Exercise objective – Print word for word the first line of the records below and every following line through the one containing "let mut terms = BTreeMap::new();"; print nothing else.

Supplied records –
--- START ---

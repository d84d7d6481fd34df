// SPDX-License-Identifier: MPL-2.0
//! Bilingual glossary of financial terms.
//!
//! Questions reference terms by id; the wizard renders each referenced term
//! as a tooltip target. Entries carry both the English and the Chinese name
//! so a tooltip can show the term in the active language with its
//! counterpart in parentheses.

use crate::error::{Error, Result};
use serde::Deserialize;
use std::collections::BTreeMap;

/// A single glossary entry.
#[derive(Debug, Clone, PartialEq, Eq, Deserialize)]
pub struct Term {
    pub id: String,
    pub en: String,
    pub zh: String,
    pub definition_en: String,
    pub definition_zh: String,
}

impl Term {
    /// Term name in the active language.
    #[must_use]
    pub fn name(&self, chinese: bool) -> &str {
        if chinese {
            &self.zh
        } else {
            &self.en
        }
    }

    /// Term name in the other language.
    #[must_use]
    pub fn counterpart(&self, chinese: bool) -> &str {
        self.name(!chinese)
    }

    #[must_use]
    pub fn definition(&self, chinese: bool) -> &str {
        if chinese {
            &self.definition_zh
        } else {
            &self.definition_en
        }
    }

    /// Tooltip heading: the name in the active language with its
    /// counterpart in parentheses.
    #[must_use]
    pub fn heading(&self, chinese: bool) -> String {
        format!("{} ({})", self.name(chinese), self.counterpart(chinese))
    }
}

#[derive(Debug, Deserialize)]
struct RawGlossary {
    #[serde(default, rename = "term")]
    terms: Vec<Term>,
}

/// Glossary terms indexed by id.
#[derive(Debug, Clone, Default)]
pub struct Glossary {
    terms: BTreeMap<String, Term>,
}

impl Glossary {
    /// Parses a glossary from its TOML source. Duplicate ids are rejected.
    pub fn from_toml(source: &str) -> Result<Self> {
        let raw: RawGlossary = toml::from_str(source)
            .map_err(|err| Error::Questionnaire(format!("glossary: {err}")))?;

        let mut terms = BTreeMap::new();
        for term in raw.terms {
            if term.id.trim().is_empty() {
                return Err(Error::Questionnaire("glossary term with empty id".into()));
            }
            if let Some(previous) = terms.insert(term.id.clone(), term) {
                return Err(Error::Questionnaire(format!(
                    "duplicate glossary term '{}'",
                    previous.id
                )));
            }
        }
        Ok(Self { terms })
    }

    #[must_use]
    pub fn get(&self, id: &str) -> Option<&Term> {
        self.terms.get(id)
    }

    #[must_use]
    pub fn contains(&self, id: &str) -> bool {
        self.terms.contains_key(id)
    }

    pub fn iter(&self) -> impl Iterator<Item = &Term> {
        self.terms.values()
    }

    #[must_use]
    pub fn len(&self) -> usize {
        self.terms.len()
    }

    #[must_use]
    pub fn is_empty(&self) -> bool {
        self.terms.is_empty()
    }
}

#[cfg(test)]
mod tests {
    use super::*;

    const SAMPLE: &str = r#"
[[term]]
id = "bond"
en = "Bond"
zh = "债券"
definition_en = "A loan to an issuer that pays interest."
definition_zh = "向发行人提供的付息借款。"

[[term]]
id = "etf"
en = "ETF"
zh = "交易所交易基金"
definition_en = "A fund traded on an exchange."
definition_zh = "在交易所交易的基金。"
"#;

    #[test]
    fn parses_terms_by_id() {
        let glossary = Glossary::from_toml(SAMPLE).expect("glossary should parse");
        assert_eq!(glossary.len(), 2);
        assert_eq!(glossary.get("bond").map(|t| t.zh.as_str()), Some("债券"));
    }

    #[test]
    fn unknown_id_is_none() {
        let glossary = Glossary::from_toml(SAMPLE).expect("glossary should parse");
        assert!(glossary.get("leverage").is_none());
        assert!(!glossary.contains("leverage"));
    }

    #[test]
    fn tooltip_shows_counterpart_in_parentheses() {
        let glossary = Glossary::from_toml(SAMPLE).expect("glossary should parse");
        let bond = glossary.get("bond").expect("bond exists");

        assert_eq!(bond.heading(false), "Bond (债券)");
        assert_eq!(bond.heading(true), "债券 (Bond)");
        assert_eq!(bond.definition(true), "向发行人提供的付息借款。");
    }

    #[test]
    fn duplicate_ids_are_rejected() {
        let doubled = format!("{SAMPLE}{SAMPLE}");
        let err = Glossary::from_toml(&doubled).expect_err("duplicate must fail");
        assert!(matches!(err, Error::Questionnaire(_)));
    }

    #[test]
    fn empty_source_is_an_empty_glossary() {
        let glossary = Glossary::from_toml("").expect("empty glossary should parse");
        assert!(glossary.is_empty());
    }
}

--- END ---

Expected output –
repository d84d7d6481fd34df
// SPDX-License-Identifier: MPL-2.0
//! Bilingual glossary of financial terms.
//!
//! Questions reference terms by id; the wizard renders each referenced term
//! as a tooltip target. Entries carry both the English and the Chinese name
//! so a tooltip can show the term in the active language with its
//! counterpart in parentheses.

use crate::error::{Error, Result};
use serde::Deserialize;
use std::collections::BTreeMap;

/// A single glossary entry.
#[derive(Debug, Clone, PartialEq, Eq, Deserialize)]
pub struct Term {
    pub id: String,
    pub en: String,
    pub zh: String,
    pub definition_en: String,
    pub definition_zh: String,
}

impl Term {
    /// Term name in the active language.
    #[must_use]
    pub fn name(&self, chinese: bool) -> &str {
        if chinese {
            &self.zh
        } else {
            &self.en
        }
    }

    /// Term name in the other language.
    #[must_use]
    pub fn counterpart(&self, chinese: bool) -> &str {
        self.name(!chinese)
    }

    #[must_use]
    pub fn definition(&self, chinese: bool) -> &str {
        if chinese {
            &self.definition_zh
        } else {
            &self.definition_en
        }
    }

    /// Tooltip heading: the name in the active language with its
    /// counterpart in parentheses.
    #[must_use]
    pub fn heading(&self, chinese: bool) -> String {
        format!("{} ({})", self.name(chinese), self.counterpart(chinese))
    }
}

#[derive(Debug, Deserialize)]
struct RawGlossary {
    #[serde(default, rename = "term")]
    terms: Vec<Term>,
}

/// Glossary terms indexed by id.
#[derive(Debug, Clone, Default)]
pub struct Glossary {
    terms: BTreeMap<String, Term>,
}

impl Glossary {
    /// Parses a glossary from its TOML source. Duplicate ids are rejected.
    pub fn from_toml(source: &str) -> Result<Self> {
        let raw: RawGlossary = toml::from_str(source)
            .map_err(|err| Error::Questionnaire(format!("glossary: {err}")))?;

        let mut terms = BTreeMap::new();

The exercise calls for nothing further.